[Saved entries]

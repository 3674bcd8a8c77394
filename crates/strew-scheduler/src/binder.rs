use std::sync::Arc;
use std::time::Duration;
use strew_client::{ClientError, ClusterClient};
use strew_core::PodRef;
use tokio::time::sleep;
use tokio_util::sync::CancellationToken;
use tracing::{info, warn};

/// Configuration for the binder
#[derive(Debug, Clone)]
pub struct BinderConfig {
    /// Maximum bind attempts per placement, including the first
    pub max_attempts: u32,
    /// Backoff before the second attempt; doubles each retry
    pub base_backoff: Duration,
}

impl Default for BinderConfig {
    fn default() -> Self {
        Self {
            max_attempts: 5,
            base_backoff: Duration::from_millis(200),
        }
    }
}

/// Outcome of committing a placement decision
#[derive(Debug, Clone, PartialEq, Eq)]
pub enum BindOutcome {
    /// The binding was accepted by the API server
    Committed,
    /// Another actor bound the pod first; the existing placement stands
    AlreadyBound,
    /// The attempt failed but a retry may succeed
    TransientFailure { message: String },
    /// The attempt failed and retrying is pointless
    FatalFailure { message: String },
}

/// Classify a bind call result into an outcome
pub fn classify(result: strew_client::Result<()>) -> BindOutcome {
    match result {
        Ok(()) => BindOutcome::Committed,
        Err(ClientError::Conflict { .. }) => BindOutcome::AlreadyBound,
        Err(e) if e.is_transient() => BindOutcome::TransientFailure {
            message: e.to_string(),
        },
        Err(e) => BindOutcome::FatalFailure {
            message: e.to_string(),
        },
    }
}

/// Commits placement decisions against the cluster API
pub struct Binder {
    client: Arc<dyn ClusterClient>,
    config: BinderConfig,
}

impl Binder {
    pub fn new(client: Arc<dyn ClusterClient>, config: BinderConfig) -> Self {
        Self { client, config }
    }

    /// Bind a pod to a node, retrying transient failures with doubling backoff
    ///
    /// Returns `Committed`, `AlreadyBound`, or `FatalFailure`; transient
    /// failures are retried until `max_attempts` is exhausted and then
    /// reported as fatal. Cancellation is honored during backoff waits,
    /// never while a bind call is in flight.
    pub async fn commit(
        &self,
        pod: &PodRef,
        node_name: &str,
        token: &CancellationToken,
    ) -> BindOutcome {
        let mut backoff = self.config.base_backoff;

        for attempt in 1..=self.config.max_attempts {
            match classify(self.client.bind_pod(pod, node_name).await) {
                BindOutcome::Committed => {
                    info!("Bound pod {} to node {}", pod, node_name);
                    return BindOutcome::Committed;
                }
                BindOutcome::AlreadyBound => {
                    info!("Pod {} already bound; leaving existing placement", pod);
                    return BindOutcome::AlreadyBound;
                }
                BindOutcome::FatalFailure { message } => {
                    return BindOutcome::FatalFailure { message };
                }
                BindOutcome::TransientFailure { message } => {
                    if attempt == self.config.max_attempts {
                        return BindOutcome::FatalFailure {
                            message: format!("bind failed after {} attempts: {}", attempt, message),
                        };
                    }
                    warn!(
                        "Bind attempt {}/{} for pod {} failed: {}; retrying in {:?}",
                        attempt, self.config.max_attempts, pod, message, backoff
                    );
                    tokio::select! {
                        _ = token.cancelled() => {
                            return BindOutcome::FatalFailure {
                                message: "bind abandoned: scheduler shutting down".to_string(),
                            };
                        }
                        _ = sleep(backoff) => {}
                    }
                    backoff *= 2;
                }
            }
        }

        // Only reachable when max_attempts is 0
        BindOutcome::FatalFailure {
            message: "bind retry loop exhausted".to_string(),
        }
    }
}
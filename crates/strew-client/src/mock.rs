use crate::error::{ClientError, Result};
use crate::traits::{ClusterClient, PodEventStream};
use async_trait::async_trait;
use futures_util::{stream, StreamExt};
use std::collections::VecDeque;
use std::sync::Arc;
use std::time::Duration;
use strew_core::{Node, Pod, PodRef, WatchEvent};
use tokio::sync::RwLock;
use tracing::debug;

/// In-memory cluster state for MockClusterClient
#[derive(Default)]
struct MockState {
    nodes: Vec<Node>,
    pods: Vec<Pod>,
    bind_results: VecDeque<Result<()>>,
    bind_calls: Vec<(PodRef, String)>,
    watch_batches: VecDeque<std::result::Result<Vec<Result<WatchEvent<Pod>>>, ClientError>>,
    list_failures: VecDeque<ClientError>,
}

/// Mock cluster client for testing scheduling logic
///
/// Maintains an in-memory node and pod inventory plus scripted outcomes
/// for watch and bind calls. Unscripted binds behave like the API
/// server: binding an already-bound pod yields a conflict, and a
/// successful binding is applied to the stored pod.
#[derive(Default)]
pub struct MockClusterClient {
    state: Arc<RwLock<MockState>>,
}

impl MockClusterClient {
    pub fn new() -> Self {
        Self::default()
    }

    pub async fn add_node(&self, node: Node) {
        self.state.write().await.nodes.push(node);
    }

    pub async fn add_pod(&self, pod: Pod) {
        self.state.write().await.pods.push(pod);
    }

    /// Queue a batch of events for the next `watch_pods` call
    ///
    /// The returned stream yields the batch and then ends, like a watch
    /// window expiring.
    pub async fn push_watch_batch(&self, events: Vec<Result<WatchEvent<Pod>>>) {
        self.state.write().await.watch_batches.push_back(Ok(events));
    }

    /// Queue an establishment failure for the next `watch_pods` call
    pub async fn push_watch_failure(&self, error: ClientError) {
        self.state
            .write()
            .await
            .watch_batches
            .push_back(Err(error));
    }

    /// Queue an outcome for the next `bind_pod` call
    pub async fn push_bind_result(&self, result: Result<()>) {
        self.state.write().await.bind_results.push_back(result);
    }

    /// Queue a failure for the next list call
    pub async fn push_list_failure(&self, error: ClientError) {
        self.state.write().await.list_failures.push_back(error);
    }

    /// Every `bind_pod` call made so far, in order
    pub async fn bind_calls(&self) -> Vec<(PodRef, String)> {
        self.state.read().await.bind_calls.clone()
    }
}

#[async_trait]
impl ClusterClient for MockClusterClient {
    async fn list_nodes(&self) -> Result<Vec<Node>> {
        let mut state = self.state.write().await;
        if let Some(err) = state.list_failures.pop_front() {
            return Err(err);
        }
        Ok(state.nodes.clone())
    }

    async fn list_pods(&self) -> Result<Vec<Pod>> {
        let mut state = self.state.write().await;
        if let Some(err) = state.list_failures.pop_front() {
            return Err(err);
        }
        Ok(state.pods.clone())
    }

    async fn watch_pods(&self, _timeout: Duration) -> Result<PodEventStream> {
        let mut state = self.state.write().await;
        match state.watch_batches.pop_front() {
            Some(Ok(events)) => Ok(stream::iter(events).boxed()),
            Some(Err(e)) => Err(e),
            None => Ok(stream::iter(Vec::new()).boxed()),
        }
    }

    async fn bind_pod(&self, pod: &PodRef, node_name: &str) -> Result<()> {
        let mut state = self.state.write().await;
        state.bind_calls.push((pod.clone(), node_name.to_string()));

        if let Some(scripted) = state.bind_results.pop_front() {
            scripted?;
        } else {
            let already_bound = state.pods.iter().any(|p| {
                PodRef::from_pod(p).as_ref() == Some(pod)
                    && p.spec.as_ref().is_some_and(|s| s.node_name.is_some())
            });
            if already_bound {
                return Err(ClientError::conflict(pod.to_string()));
            }
        }

        for p in state.pods.iter_mut() {
            if PodRef::from_pod(p).as_ref() == Some(pod) {
                p.spec.get_or_insert_with(Default::default).node_name =
                    Some(node_name.to_string());
            }
        }
        debug!("Mock: bound pod {} to node {}", pod, node_name);
        Ok(())
    }
}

Task statement:
Line by line, copy the data above.

Solution to this exercise:
repository 3674bcd8a8c77394
filename crates/strew-scheduler/src/binder.rs
use std::sync::Arc;
use std::time::Duration;
use strew_client::{ClientError, ClusterClient};
use strew_core::PodRef;
use tokio::time::sleep;
use tokio_util::sync::CancellationToken;
use tracing::{info, warn};

/// Configuration for the binder
#[derive(Debug, Clone)]
pub struct BinderConfig {
    /// Maximum bind attempts per placement, including the first
    pub max_attempts: u32,
    /// Backoff before the second attempt; doubles each retry
    pub base_backoff: Duration,
}

impl Default for BinderConfig {
    fn default() -> Self {
        Self {
            max_attempts: 5,
            base_backoff: Duration::from_millis(200),
        }
    }
}

/// Outcome of committing a placement decision
#[derive(Debug, Clone, PartialEq, Eq)]
pub enum BindOutcome {
    /// The binding was accepted by the API server
    Committed,
    /// Another actor bound the pod first; the existing placement stands
    AlreadyBound,
    /// The attempt failed but a retry may succeed
    TransientFailure { message: String },
    /// The attempt failed and retrying is pointless
    FatalFailure { message: String },
}

/// Classify a bind call result into an outcome
pub fn classify(result: strew_client::Result<()>) -> BindOutcome {
    match result {
        Ok(()) => BindOutcome::Committed,
        Err(ClientError::Conflict { .. }) => BindOutcome::AlreadyBound,
        Err(e) if e.is_transient() => BindOutcome::TransientFailure {
            message: e.to_string(),
        },
        Err(e) => BindOutcome::FatalFailure {
            message: e.to_string(),
        },
    }
}

/// Commits placement decisions against the cluster API
pub struct Binder {
    client: Arc<dyn ClusterClient>,
    config: BinderConfig,
}

impl Binder {
    pub fn new(client: Arc<dyn ClusterClient>, config: BinderConfig) -> Self {
        Self { client, config }
    }

    /// Bind a pod to a node, retrying transient failures with doubling backoff
    ///
    /// Returns `Committed`, `AlreadyBound`, or `FatalFailure`; transient
    /// failures are retried until `max_attempts` is exhausted and then
    /// reported as fatal. Cancellation is honored during backoff waits,
    /// never while a bind call is in flight.
    pub async fn commit(
        &self,
        pod: &PodRef,
        node_name: &str,
        token: &CancellationToken,
    ) -> BindOutcome {
        let mut backoff = self.config.base_backoff;

        for attempt in 1..=self.config.max_attempts {
            match classify(self.client.bind_pod(pod, node_name).await) {
                BindOutcome::Committed => {
                    info!("Bound pod {} to node {}", pod, node_name);
                    return BindOutcome::Committed;
                }
                BindOutcome::AlreadyBound => {
                    info!("Pod {} already bound; leaving existing placement", pod);
                    return BindOutcome::AlreadyBound;
                }
                BindOutcome::FatalFailure { message } => {
                    return BindOutcome::FatalFailure { message };
                }
                BindOutcome::TransientFailure { message } => {
                    if attempt == self.config.max_attempts {
                        return BindOutcome::FatalFailure {
                            message: format!("bind failed after {} attempts: {}", attempt, message),
                        };
                    }
                    warn!(
                        "Bind attempt {}/{} for pod {} failed: {}; retrying in {:?}",
                        attempt, self.config.max_attempts, pod, message, backoff
                    );
                    tokio::select! {
                        _ = token.cancelled() => {
                            return BindOutcome::FatalFailure {
                                message: "bind abandoned: scheduler shutting down".to_string(),
                            };
                        }
                        _ = sleep(backoff) => {}
                    }
                    backoff *= 2;
                }
            }
        }

        // Only reachable when max_attempts is 0
        BindOutcome::FatalFailure {
            message: "bind retry loop exhausted".to_string(),
        }
    }
}
filename crates/strew-client/src/mock.rs
use crate::error::{ClientError, Result};
use crate::traits::{ClusterClient, PodEventStream};
use async_trait::async_trait;
use futures_util::{stream, StreamExt};
use std::collections::VecDeque;
use std::sync::Arc;
use std::time::Duration;
use strew_core::{Node, Pod, PodRef, WatchEvent};
use tokio::sync::RwLock;
use tracing::debug;

/// In-memory cluster state for MockClusterClient
#[derive(Default)]
struct MockState {
    nodes: Vec<Node>,
    pods: Vec<Pod>,
    bind_results: VecDeque<Result<()>>,
    bind_calls: Vec<(PodRef, String)>,
    watch_batches: VecDeque<std::result::Result<Vec<Result<WatchEvent<Pod>>>, ClientError>>,
    list_failures: VecDeque<ClientError>,
}

/// Mock cluster client for testing scheduling logic
///
/// Maintains an in-memory node and pod inventory plus scripted outcomes
/// for watch and bind calls. Unscripted binds behave like the API
/// server: binding an already-bound pod yields a conflict, and a
/// successful binding is applied to the stored pod.
#[derive(Default)]
pub struct MockClusterClient {
    state: Arc<RwLock<MockState>>,
}

impl MockClusterClient {
    pub fn new() -> Self {
        Self::default()
    }

    pub async fn add_node(&self, node: Node) {
        self.state.write().await.nodes.push(node);
    }

    pub async fn add_pod(&self, pod: Pod) {
        self.state.write().await.pods.push(pod);
    }

    /// Queue a batch of events for the next `watch_pods` call
    ///
    /// The returned stream yields the batch and then ends, like a watch
    /// window expiring.
    pub async fn push_watch_batch(&self, events: Vec<Result<WatchEvent<Pod>>>) {
        self.state.write().await.watch_batches.push_back(Ok(events));
    }

    /// Queue an establishment failure for the next `watch_pods` call
    pub async fn push_watch_failure(&self, error: ClientError) {
        self.state
            .write()
            .await
            .watch_batches
            .push_back(Err(error));
    }

    /// Queue an outcome for the next `bind_pod` call
    pub async fn push_bind_result(&self, result: Result<()>) {
        self.state.write().await.bind_results.push_back(result);
    }

    /// Queue a failure for the next list call
    pub async fn push_list_failure(&self, error: ClientError) {
        self.state.write().await.list_failures.push_back(error);
    }

    /// Every `bind_pod` call made so far, in order
    pub async fn bind_calls(&self) -> Vec<(PodRef, String)> {
        self.state.read().await.bind_calls.clone()
    }
}

#[async_trait]
impl ClusterClient for MockClusterClient {
    async fn list_nodes(&self) -> Result<Vec<Node>> {
        let mut state = self.state.write().await;
        if let Some(err) = state.list_failures.pop_front() {
            return Err(err);
        }
        Ok(state.nodes.clone())
    }

    async fn list_pods(&self) -> Result<Vec<Pod>> {
        let mut state = self.state.write().await;
        if let Some(err) = state.list_failures.pop_front() {
            return Err(err);
        }
        Ok(state.pods.clone())
    }

    async fn watch_pods(&self, _timeout: Duration) -> Result<PodEventStream> {
        let mut state = self.state.write().await;
        match state.watch_batches.pop_front() {
            Some(Ok(events)) => Ok(stream::iter(events).boxed()),
            Some(Err(e)) => Err(e),
            None => Ok(stream::iter(Vec::new()).boxed()),
        }
    }

    async fn bind_pod(&self, pod: &PodRef, node_name: &str) -> Result<()> {
        let mut state = self.state.write().await;
        state.bind_calls.push((pod.clone(), node_name.to_string()));

        if let Some(scripted) = state.bind_results.pop_front() {
            scripted?;
        } else {
            let already_bound = state.pods.iter().any(|p| {
                PodRef::from_pod(p).as_ref() == Some(pod)
                    && p.spec.as_ref().is_some_and(|s| s.node_name.is_some())
            });
            if already_bound {
                return Err(ClientError::conflict(pod.to_string()));
            }
        }

        for p in state.pods.iter_mut() {
            if PodRef::from_pod(p).as_ref() == Some(pod) {
                p.spec.get_or_insert_with(Default::default).node_name =
                    Some(node_name.to_string());
            }
        }
        debug!("Mock: bound pod {} to node {}", pod, node_name);
        Ok(())
    }
}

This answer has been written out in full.